Re: riscv32 EXT4 splat, 6.8 regression?
From: Andreas Dilger
Date: Sun Apr 14 2024 - 00:16:27 EST
On Apr 13, 2024, at 8:15 PM, Al Viro <viro@xxxxxxxxxxxxxxxxxx> wrote:
>
> On Sat, Apr 13, 2024 at 07:46:03PM -0600, Andreas Dilger wrote:
>
>> As to whether the 0xfffff000 address itself is valid for riscv32 is
>> outside my realm, but given that RAM is cheap it doesn't seem unlikely
>> to have 4GB+ of RAM and want to use it all. The riscv32 might consider
>> reserving this page address from allocation to avoid similar issues in
>> other parts of the code, as is done with the NULL/0 page address.
>
> Not a chance. *Any* page mapped there is a serious bug on any 32bit
> box. Recall what ERR_PTR() is...
>
> On any architecture the virtual addresses in range (unsigned long)-512..
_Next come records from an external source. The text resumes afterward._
// We use assert_cmd for spawning the compiled binary and
// capturing stdout/stderr in a platform-agnostic way.
use assert_cmd::prelude::*;
use std::process::Command;
// Temporary on-disk fixtures keep tests hermetic.
use assert_fs::prelude::*;
use predicates::prelude::*;
use serde_json::Value;

// Helper: a small query tree with a variable, an engine switch, an
// include and a comment, enough to exercise every output mode.
fn make_fixture() -> assert_fs::TempDir {
    let tmp = assert_fs::TempDir::new().expect("tempdir");
    tmp.child("recon.dork")
        .write_str(
            "# recon\n\
             @var TARGET = default.com\n\
             site:$TARGET filetype:pdf   # docs\n\
             @engine github\n\
             $TARGET password\n\
             @include extra.dork\n",
        )
        .expect("write recon.dork");
    tmp.child("extra.dork")
        .write_str("@engine fofa\ndomain=\"$TARGET\"\n")
        .expect("write extra.dork");
    tmp
}

fn dork() -> Command {
    let mut cmd = Command::cargo_bin("dork").expect("bin");
    // Keep ambient log filters and env overrides out of the tests
    cmd.env_remove("RUST_LOG")
        .env_remove("DORKSCRIPT_DEFAULT_ENGINE")
        .env_remove("DORKSCRIPT_VARIABLES__TARGET");
    cmd
}

#[test]
fn urls_mode_prints_one_url_per_line() {
    let tmp = make_fixture();

    let assert = dork()
        .current_dir(tmp.path())
        .args(["run", "recon.dork", "--urls"])
        .assert()
        .success();

    let stdout = String::from_utf8(assert.get_output().stdout.clone()).expect("utf8");
    let lines: Vec<&str> = stdout.lines().collect();
    assert_eq!(
        lines,
        vec![
            "https://www.google.com/search?q=site%3Adefault.com%20filetype%3Apdf",
            "https://github.com/search?q=default.com%20password",
            "https://en.fofa.info/result?qbase64=ZG9tYWluPSJkZWZhdWx0LmNvbSI=",
        ]
    );
}

#[test]
fn cli_variable_overrides_file_definition() {
    let tmp = make_fixture();

    dork()
        .current_dir(tmp.path())
        .args(["run", "recon.dork", "TARGET=real.com", "-u", "-n", "1"])
        .assert()
        .success()
        .stdout("https://www.google.com/search?q=site%3Areal.com%20filetype%3Apdf\n");
}

#[test]
fn engine_override_applies_to_every_query() {
    let tmp = make_fixture();

    let assert = dork()
        .current_dir(tmp.path())
        .args(["run", "recon.dork", "-u", "-e", "BING"])
        .assert()
        .success();

    let stdout = String::from_utf8(assert.get_output().stdout.clone()).expect("utf8");
    assert_eq!(stdout.lines().count(), 3);
    assert!(stdout.lines().all(|l| l.starts_with("https://www.bing.com/search?q=")));
}

#[test]
fn unknown_engine_override_fails_before_parsing() {
    let tmp = make_fixture();

    dork()
        .current_dir(tmp.path())
        .args(["run", "recon.dork", "-e", "nope", "-u"])
        .assert()
        .code(1)
        .stderr(predicate::str::contains("Unknown engine 'nope'"));
}

#[test]
fn missing_file_exits_with_code_two() {
    let tmp = assert_fs::TempDir::new().expect("tempdir");

    dork()
        .current_dir(tmp.path())
        .args(["run", "absent.dork", "-u"])
        .assert()
        .code(2)
        .stderr(predicate::str::contains("File not found"));
}

#[test]
fn preview_lists_queries_with_urls() {
    let tmp = make_fixture();

    dork()
        .current_dir(tmp.path())
        .args(["--no-color", "run", "recon.dork", "--preview"])
        .assert()
        .success()
        .stdout(predicate::str::contains("DorkScript: recon.dork"))
        .stdout(predicate::str::contains("Queries: 3"))
        .stdout(predicate::str::contains("[2] default.com password"))
        .stdout(predicate::str::contains("@github"))
        .stdout(predicate::str::contains("https://github.com/search?q=default.com%20password"))
        .stdout(predicate::str::contains("Preview mode - no browsers opened"));
}

#[test]
fn output_file_gets_url_list() {
    let tmp = make_fixture();

    dork()
        .current_dir(tmp.path())
        .args(["--no-color", "run", "recon.dork", "-o", "urls.txt", "-p"])
        .assert()
        .success()
        .stdout(predicate::str::contains("Wrote 3 URLs to urls.txt"));

    let text = std::fs::read_to_string(tmp.child("urls.txt").path()).expect("read urls.txt");
    assert_eq!(text.lines().count(), 3);
    assert!(text.ends_with('\n'));
    assert!(text.lines().all(|l| l.starts_with("https://")));
}

#[test]
fn dry_run_skips_output_file() {
    let tmp = make_fixture();

    dork()
        .current_dir(tmp.path())
        .args(["--dry-run", "run", "recon.dork", "-o", "urls.txt"])
        .assert()
        .success()
        .stdout(predicate::str::contains("DRY RUN"));

    tmp.child("urls.txt").assert(predicate::path::missing());
}

#[test]
fn json_mode_includes_record_fields() {
    let tmp = make_fixture();

    let assert = dork()
        .current_dir(tmp.path())
        .args(["run", "recon.dork", "--json"])
        .assert()
        .success();

    let stdout = String::from_utf8(assert.get_output().stdout.clone()).expect("utf8");
    let v: Value = serde_json::from_str(&stdout).expect("json");
    let items = v.as_array().expect("array");
    assert_eq!(items.len(), 3);
    assert_eq!(items[0]["query"], "site:default.com filetype:pdf");
    assert_eq!(items[0]["original"], "site:$TARGET filetype:pdf");
    assert_eq!(items[0]["line"], 3);
    assert_eq!(items[2]["file"], "extra.dork");
    assert_eq!(items[2]["engine"], "fofa");
    assert!(items[1]["url"].as_str().unwrap().starts_with("https://github.com/"));
}

#[test]
fn empty_file_reports_no_queries() {
    let tmp = assert_fs::TempDir::new().expect("tempdir");
    tmp.child("empty.dork").write_str("# nothing\n@var X = 1\n").expect("write");

    dork()
        .current_dir(tmp.path())
        .args(["run", "empty.dork", "--preview"])
        .assert()
        .success()
        .stderr(predicate::str::contains("No queries found in file."));

    dork()
        .current_dir(tmp.path())
        .args(["run", "empty.dork", "--urls"])
        .assert()
        .success()
        .stdout("")
        .stderr(predicate::str::contains("No queries").not());
}

#[test]
fn warnings_go_to_stderr_and_do_not_block_output() {
    let tmp = assert_fs::TempDir::new().expect("tempdir");
    tmp.child("w.dork")
        .write_str("@engine foo\nsite:$MISSING\n")
        .expect("write");

    dork()
        .current_dir(tmp.path())
        .args(["run", "w.dork", "-u"])
        .assert()
        .success()
        .stdout("https://www.google.com/search?q=site%3A%24MISSING\n")
        .stderr(predicate::str::contains("Unknown engine 'foo'"))
        .stderr(predicate::str::contains("Undefined variable(s): MISSING"));
}

#[test]
fn check_fails_on_warnings_and_passes_clean_files() {
    let tmp = make_fixture();
    tmp.child("bad.dork").write_str("$NOPE\n").expect("write");

    dork()
        .current_dir(tmp.path())
        .args(["--no-color", "check", "recon.dork"])
        .assert()
        .success()
        .stdout(predicate::str::contains("3 queries"))
        .stdout(predicate::str::contains("no warnings"));

    dork()
        .current_dir(tmp.path())
        .args(["--no-color", "check", "bad.dork"])
        .assert()
        .code(1)
        .stdout(predicate::str::contains("Undefined variable(s): NOPE"));
}

#[test]
fn engines_listing_and_category_filter() {
    dork()
        .args(["--no-color", "engines"])
        .assert()
        .success()
        .stdout(predicate::str::contains("Security & OSINT"))
        .stdout(predicate::str::contains("shodan"));

    dork()
        .args(["--no-color", "engines", "--category", "archives"])
        .assert()
        .success()
        .stdout(predicate::str::contains("https://web.archive.org/web/*/"))
        .stdout(predicate::str::contains("shodan").not());

    dork()
        .args(["engines", "--category", "bogus"])
        .assert()
        .code(1)
        .stderr(predicate::str::contains("Unknown category 'bogus'"));
}

#[test]
fn config_file_supplies_default_engine() {
    let tmp = make_fixture();
    tmp.child("dorkscript.toml")
        .write_str("default_engine = \"ddg\"\n")
        .expect("write config");

    let assert = dork()
        .current_dir(tmp.path())
        .args(["run", "recon.dork", "-u", "-n", "1"])
        .assert()
        .success();

    let stdout = String::from_utf8(assert.get_output().stdout.clone()).expect("utf8");
    assert!(stdout.starts_with("https://duckduckgo.com/?q="), "{stdout}");
}

#[test]
fn env_variable_override_keeps_its_case() {
    let tmp = make_fixture();

    dork()
        .current_dir(tmp.path())
        .env("DORKSCRIPT_VARIABLES__TARGET", "env.com")
        .args(["run", "recon.dork", "-u", "-n", "1"])
        .assert()
        .success()
        .stdout("https://www.google.com/search?q=site%3Aenv.com%20filetype%3Apdf\n")
        .stderr(predicate::str::contains("Undefined").not());
}

#[test]
fn config_file_variables_expand_in_queries() {
    let tmp = assert_fs::TempDir::new().expect("tempdir");
    tmp.child("q.dork").write_str("site:$TARGET\n").expect("write q.dork");
    tmp.child("dorkscript.toml")
        .write_str("[variables]\nTARGET = \"cfg.com\"\n")
        .expect("write config");

    dork()
        .current_dir(tmp.path())
        .args(["run", "q.dork", "-u"])
        .assert()
        .success()
        .stdout("https://www.google.com/search?q=site%3Acfg.com\n");

    // CLI tokens still win over the config file
    dork()
        .current_dir(tmp.path())
        .args(["run", "q.dork", "TARGET=cli.com", "-u"])
        .assert()
        .success()
        .stdout("https://www.google.com/search?q=site%3Acli.com\n");
}

#[test]
fn malformed_config_warns_and_falls_back() {
    let tmp = make_fixture();
    tmp.child("dorkscript.toml")
        .write_str("delay_secs = \"x\"\ndefault_engine = \"ddg\"\n")
        .expect("write config");

    dork()
        .current_dir(tmp.path())
        .args(["run", "recon.dork", "-u", "-n", "1"])
        .assert()
        .success()
        .stdout(predicate::str::starts_with("https://www.google.com/"))
        .stderr(predicate::str::contains("Failed to parse configuration"))
        .stderr(predicate::str::contains("using default configuration"));
}

#[test]
fn overrides_may_come_before_the_file() {
    let tmp = make_fixture();

    dork()
        .current_dir(tmp.path())
        .args(["run", "TARGET=real.com", "recon.dork", "-u", "-n", "1"])
        .assert()
        .success()
        .stdout("https://www.google.com/search?q=site%3Areal.com%20filetype%3Apdf\n");

    dork()
        .current_dir(tmp.path())
        .args(["run", "TARGET=real.com", "-u"])
        .assert()
        .code(1)
        .stderr(predicate::str::contains("No query file given"));
}

#[test]
fn unknown_engine_warning_names_the_engine_kept() {
    let tmp = assert_fs::TempDir::new().expect("tempdir");
    tmp.child("w.dork")
        .write_str("@engine bing\n@engine nope\nq\n")
        .expect("write");

    dork()
        .current_dir(tmp.path())
        .args(["run", "w.dork", "-u"])
        .assert()
        .success()
        .stdout("https://www.bing.com/search?q=q\n")
        .stderr(predicate::str::contains("Unknown engine 'nope', keeping bing"));
}

#[test]
fn init_writes_config_once() {
    let tmp = assert_fs::TempDir::new().expect("tempdir");

    dork()
        .current_dir(tmp.path())
        .arg("init")
        .assert()
        .success();
    tmp.child("dorkscript.toml")
        .assert(predicate::str::contains("delay_secs"));

    dork()
        .current_dir(tmp.path())
        .arg("init")
        .assert()
        .failure()
        .stderr(predicate::str::contains("already exists"));
}

#[test]
fn completions_to_stdout() {
    dork()
        .args(["completions", "bash", "--stdout"])
        .assert()
        .success()
        .stdout(predicate::str::contains("dork"));
}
> (unsigned long)-1 must never resolve to valid kernel objects.
> In other words, any kind of wraparound here is asking for an oops on
> attempts to access the elements of buffer - kernel dereference of
> (char *)0xfffff000 on a 32bit box is already a bug.
>
> It might be getting an invalid pointer, but arithmetical overflows
> are irrelevant.
The original bug report stated that search_buf = 0xfffff000 on entry,
and I'd quoted that at the start of my email:
On Apr 12, 2024, at 8:57 AM, Björn Töpel <bjorn@xxxxxxxxxx> wrote:
> What I see in ext4_search_dir() is that search_buf is 0xfffff000, and at
> some point the address wraps to zero, and boom. I doubt that 0xfffff000
> is a sane address.
Now that you mention ERR_PTR() it definitely makes sense that this last
page HAS to be excluded.
So some other bug is passing the bad pointer to this code before this
error, or the arch is not correctly excluding this page from allocation.